Reticulated Platelets: Comparison
Please note this is a comparison between Version 1 by Muataz Ali Hamad and Version 2 by Vicky Zhou.

Reticulated platelets (RP) are the youngest platelet fraction released into the circulation. These immature platelets have increased RNA content, a larger cell volume, more dense granules, higher levels of surface activation markers and are thought to be more reactive compared to their mature counterparts. RP have been associated with cardiovascular disease, diabetes and increased mortality. Yet only a few animal studies investigating RP have been conducted so far and further investigations are warranted. Established methods to count RP are flow cytometry (staining with thiazole orange or SYTO13) or fully automated hematology analyzers (immature platelet fraction, IPF).

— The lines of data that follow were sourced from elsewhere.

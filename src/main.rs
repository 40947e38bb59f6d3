//! shellmind - chat with a local model about your system
//!
//! USAGE:
//!   shellmind [chat] [--model P] [--server P]   # start llama-server and chat
//!   shellmind doctor                            # check binary, model, backend
//!   shellmind sessions                          # list saved conversations
//!   shellmind config show                       # print effective config
//!   shellmind config set <key> <value>          # edit config file

use anyhow::{Context, Result};
use clap::{ArgAction, Args, Parser, Subcommand};
use std::io::Write;
use std::path::PathBuf;
use std::time::Duration;
use tracing_subscriber::EnvFilter;

use shellmind::client::{probe_health, HealthStatus};
use shellmind::config::{self, Config};
use shellmind::conversation::list_saved;
use shellmind::supervisor::{describe_path, server_args};
use shellmind::repl;

// ═══════════════════════════════════════════════════════════════
// CLI
// ═══════════════════════════════════════════════════════════════

#[derive(Debug, Parser)]
#[command(name = "shellmind", version, about = "Chat with a local llama.cpp model about your system")]
struct Cli {
    /// More logging (-v info, -vv debug); RUST_LOG overrides
    #[arg(short, long, action = ArgAction::Count, global = true)]
    verbose: u8,

    /// Config file (default: ~/.config/shellmind/config.json)
    #[arg(long, global = true)]
    config: Option<PathBuf>,

    #[command(subcommand)]
    command: Option<Command>,

    #[command(flatten)]
    chat: ChatArgs,
}

#[derive(Debug, Subcommand)]
enum Command {
    /// Start the backend and chat (default)
    Chat(ChatArgs),
    /// Check config, binary, model, session dir and backend
    Doctor,
    /// List saved sessions
    Sessions,
    /// Show or edit the config file
    Config {
        #[command(subcommand)]
        action: ConfigAction,
    },
}

#[derive(Debug, Subcommand)]
enum ConfigAction {
    /// Print the effective config as JSON
    Show,
    /// Set one value, e.g. `config set port 8081`
    Set { key: String, value: String },
}

#[derive(Debug, Default, Clone, Args)]
struct ChatArgs {
    /// Path to the GGUF model
    #[arg(long)]
    model: Option<PathBuf>,
    /// Path to the llama-server binary
    #[arg(long)]
    server: Option<PathBuf>,
    #[arg(long)]
    port: Option<u16>,
    #[arg(long)]
    ctx_size: Option<u32>,
    #[arg(long)]
    threads: Option<u32>,
    /// Where `!save` / `!load` keep sessions
    #[arg(long)]
    session_dir: Option<PathBuf>,
    /// Start with an empty conversation
    #[arg(long)]
    no_autoload: bool,
}

impl ChatArgs {
    fn apply(self, config: &mut Config) {
        if let Some(model) = self.model {
            config.backend.model_path = model;
        }
        if let Some(server) = self.server {
            config.backend.server_path = server;
        }
        if let Some(port) = self.port {
            config.backend.port = port;
        }
        if let Some(ctx_size) = self.ctx_size {
            config.backend.context_size = ctx_size;
        }
        if let Some(threads) = self.threads {
            config.backend.threads = threads;
        }
        if let Some(dir) = self.session_dir {
            config.sessions.dir = dir;
        }
        if self.no_autoload {
            config.sessions.autoload = false;
        }
    }
}

// ═══════════════════════════════════════════════════════════════
// MAIN
// ═══════════════════════════════════════════════════════════════

#[tokio::main]
async fn main() -> Result<()> {
    let cli = Cli::parse();
    init_tracing(cli.verbose);

    let config_path = match cli.config {
        Some(path) => path,
        None => config::config_path()?,
    };

    match cli.command {
        None => run_chat(&config_path, cli.chat).await,
        Some(Command::Chat(args)) => run_chat(&config_path, args).await,
        Some(Command::Doctor) => run_doctor(&config_path).await,
        Some(Command::Sessions) => run_sessions(&config_path),
        Some(Command::Config { action: ConfigAction::Show }) => run_config_show(&config_path),
        Some(Command::Config { action: ConfigAction::Set { key, value } }) => {
            run_config_set(&config_path, &key, &value)
        }
    }
}

fn init_tracing(verbose: u8) {
    let level = match verbose {
        0 => "warn",
        1 => "info",
        _ => "debug",
    };
    let filter = EnvFilter::try_from_default_env().unwrap_or_else(|_| EnvFilter::new(level));
    tracing_subscriber::fmt()
        .with_env_filter(filter)
        .with_writer(std::io::stderr)
        .with_target(false)
        .init();
}

// ═══════════════════════════════════════════════════════════════
// COMMANDS
// ═══════════════════════════════════════════════════════════════

async fn run_chat(config_path: &std::path::Path, args: ChatArgs) -> Result<()> {
    let mut cfg = Config::load_from(config_path)?;
    args.apply(&mut cfg);
    tracing::info!(config = %config_path.display(), "loaded config");
    repl::run(cfg).await
}

async fn run_doctor(config_path: &std::path::Path) -> Result<()> {
    println!("shellmind doctor\n");

    let cfg = Config::load_from(config_path)?;
    println!("[{}] Config: {}",
        if config_path.exists() { "✓" } else { "-" },
        config_path.display()
    );

    let server = describe_path(&cfg.backend.server_path);
    println!("[{}] llama-server: {} ({})",
        if server == "found" { "✓" } else { "✗" },
        cfg.backend.server_path.display(),
        server
    );

    let model = describe_path(&cfg.backend.model_path);
    println!("[{}] Model: {} ({})",
        if model == "found" { "✓" } else { "✗" },
        cfg.backend.model_path.display(),
        model
    );

    println!("[{}] Sessions: {} ({} saved)",
        if cfg.sessions.dir.is_dir() { "✓" } else { "-" },
        cfg.sessions.dir.display(),
        list_saved(&cfg.sessions.dir).len()
    );

    println!("    Launch: {} {}", cfg.backend.server_path.display(), server_args(&cfg.backend).join(" "));

    let base_url = cfg.backend.base_url();
    print!("[?] Backend at {}: checking...", base_url);
    std::io::stdout().flush()?;
    let http = reqwest::Client::new();
    match probe_health(&http, &base_url, Duration::from_secs(2)).await {
        HealthStatus::Ready => println!("\r[✓] Backend at {}: ready          ", base_url),
        HealthStatus::NotReady => println!("\r[-] Backend at {}: not running    ", base_url),
    }

    Ok(())
}

fn run_sessions(config_path: &std::path::Path) -> Result<()> {
    let cfg = Config::load_from(config_path)?;
    let sessions = list_saved(&cfg.sessions.dir);
    if sessions.is_empty() {
        println!("No saved sessions in {}", cfg.sessions.dir.display());
        return Ok(());
    }
    println!("Saved sessions in {}:", cfg.sessions.dir.display());
    for s in sessions {
        println!("  {:<24} {:>4} turns  {}",
            s.name,
            s.turns,
            s.saved_at.format("%Y-%m-%d %H:%M")
        );
    }
    Ok(())
}

fn run_config_show(config_path: &std::path::Path) -> Result<()> {
    let cfg = Config::load_from(config_path)?;
    println!("# {}", config_path.display());
    println!("{}", serde_json::to_string_pretty(&cfg)?);
    Ok(())
}

fn run_config_set(config_path: &std::path::Path, key: &str, value: &str) -> Result<()> {
    let mut cfg = Config::load_file(config_path)?;
    cfg.set(key, value)?;
    cfg.save_to(config_path)
        .with_context(|| format!("Failed to save {}", config_path.display()))?;
    println!("{} set to {} in {}", key, value, config_path.display());
    Ok(())
}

IPF has been established as a diagnostic parameter in thrombocytopenia, cardiovascular disease and, in particular, the response to antiplatelet therapy.

  • eticulated platelets
  • immature platelets
  • immature platelet fraction

1. Introduction

Platelets are anucleate cell fragments derived from megakaryocytes (MK) in the bone marrow (BM) at a range of 150,000 to 400,000 cells/μL and play significant roles in hemostasis, thrombosis, and inflammation [1]. Reticulated platelets (RP) are the youngest platelets released into the circulation and contain a residual amount of megakaryocyte-derived RNA [2]. RP thus have increased RNA content compared to mature platelets and are characterized by a larger cell volume, more dense granules and higher levels of surface activation markers. They are considered to show increased reactivity and are associated with impaired response to antiplatelet therapy [2][3][4]. Higher levels of RP have been linked to a higher risk of major adverse cardiovascular events [5][6] and are associated with a higher risk of death in patients with acute coronary syndrome [7]. Platelets are refractory to many techniques that are commonly used in cell culture, which increases the need for animal models to manipulate and study platelets in different disease settings. The mouse model has been one of the most commonly used animal models to investigate platelets and serves to imitate a variety of pathological conditions. Murine and human platelets are functionally very similar with some differences in structure. While the usefulness of mouse models is clear, some inherent differences must be acknowledged and appreciated in the interpretation of the data.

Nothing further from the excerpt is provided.